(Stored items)
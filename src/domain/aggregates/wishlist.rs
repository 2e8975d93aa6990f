//! Wishlist entries

use chrono::{DateTime, Utc};
use rust_decimal::Decimal;
use serde::Serialize;
use uuid::Uuid;
use crate::domain::aggregates::Product;

#[derive(Clone, Debug, PartialEq, Serialize)]
pub struct WishlistEntry {
    pub id: Uuid,
    pub user_id: Uuid,
    pub product_id: Uuid,
    pub product_name: String,
    pub product_description: String,
    pub product_price: Decimal,
    pub created_at: DateTime<Utc>,
}

impl WishlistEntry {
    /// Snapshot `product` at `price` for the user's wishlist.
    pub fn of(user_id: Uuid, product: &Product, price: Decimal) -> Self {
        Self {
            id: Uuid::now_v7(), user_id, product_id: product.id, product_name: product.name.clone(),
            product_description: product.description.clone(), product_price: price, created_at: Utc::now(),
        }
    }
}
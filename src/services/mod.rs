//! Application services.
//!
//! Each workflow opens one unit of work on the [`Store`], runs every step
//! inside it and commits only once all steps succeeded. Domain events raised
//! along the way are handed to the [`EventBus`] after the commit.

use std::sync::Arc;
use tracing::{info, warn};

use crate::domain::events::DomainEvent;
use crate::store::Store;

pub mod accounts;
pub mod cart;
pub mod catalog;
pub mod coupons;
pub mod orders;
pub mod reports;
pub mod wallet;

pub use accounts::AccountService;
pub use cart::CartService;
pub use catalog::CatalogService;
pub use coupons::CouponService;
pub use orders::{Actor, OrderService};
pub use reports::ReportService;
pub use wallet::WalletService;

const SUBJECT_PREFIX: &str = "kars.events";

/// Logs committed domain events and forwards them to NATS when connected.
#[derive(Clone, Debug, Default)]
pub struct EventBus {
    nats: Option<async_nats::Client>,
}

impl EventBus {
    pub fn new(nats: Option<async_nats::Client>) -> Self { Self { nats } }

    pub async fn publish_all(&self, events: Vec<DomainEvent>) {
        for event in events {
            self.publish(&event).await;
        }
    }

    async fn publish(&self, event: &DomainEvent) {
        info!(kind = event.kind(), ?event, "domain event");

        let Some(nats) = &self.nats else { return };
        let subject = format!("{SUBJECT_PREFIX}.{}", event.kind());
        let payload = match serde_json::to_vec(event) {
            Ok(payload) => payload,
            Err(e) => {
                warn!(error = %e, kind = event.kind(), "failed to encode event");
                return;
            }
        };
        if let Err(e) = nats.publish(subject, payload.into()).await {
            warn!(error = %e, kind = event.kind(), "failed to publish event");
        }
    }
}

/// Every service, sharing one store and one event bus.
#[derive(Clone)]
pub struct Services {
    pub catalog: CatalogService,
    pub cart: CartService,
    pub coupons: CouponService,
    pub orders: OrderService,
    pub wallet: WalletService,
    pub accounts: AccountService,
    pub reports: ReportService,
}

impl Services {
    pub fn new(store: Arc<dyn Store>, events: EventBus) -> Self {
        Self {
            catalog: CatalogService::new(store.clone()),
            cart: CartService::new(store.clone()),
            coupons: CouponService::new(store.clone(), events.clone()),
            orders: OrderService::new(store.clone(), events),
            wallet: WalletService::new(store.clone()),
            accounts: AccountService::new(store.clone()),
            reports: ReportService::new(store),
        }
    }
}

> [WHAT YOU ARE ASKED TO DO] Up to and including the line that contains "runs every step", restate word for word every line of the entries, starting from the first.

> [THE COMPLETED TASK]
filename src/domain/aggregates/wishlist.rs
repository 2e8975d93aa6990f
//! Wishlist entries

use chrono::{DateTime, Utc};
use rust_decimal::Decimal;
use serde::Serialize;
use uuid::Uuid;
use crate::domain::aggregates::Product;

#[derive(Clone, Debug, PartialEq, Serialize)]
pub struct WishlistEntry {
    pub id: Uuid,
    pub user_id: Uuid,
    pub product_id: Uuid,
    pub product_name: String,
    pub product_description: String,
    pub product_price: Decimal,
    pub created_at: DateTime<Utc>,
}

impl WishlistEntry {
    /// Snapshot `product` at `price` for the user's wishlist.
    pub fn of(user_id: Uuid, product: &Product, price: Decimal) -> Self {
        Self {
            id: Uuid::now_v7(), user_id, product_id: product.id, product_name: product.name.clone(),
            product_description: product.description.clone(), product_price: price, created_at: Utc::now(),
        }
    }
}
filename src/services/mod.rs
//! Application services.
//!
//! Each workflow opens one unit of work on the [`Store`], runs every step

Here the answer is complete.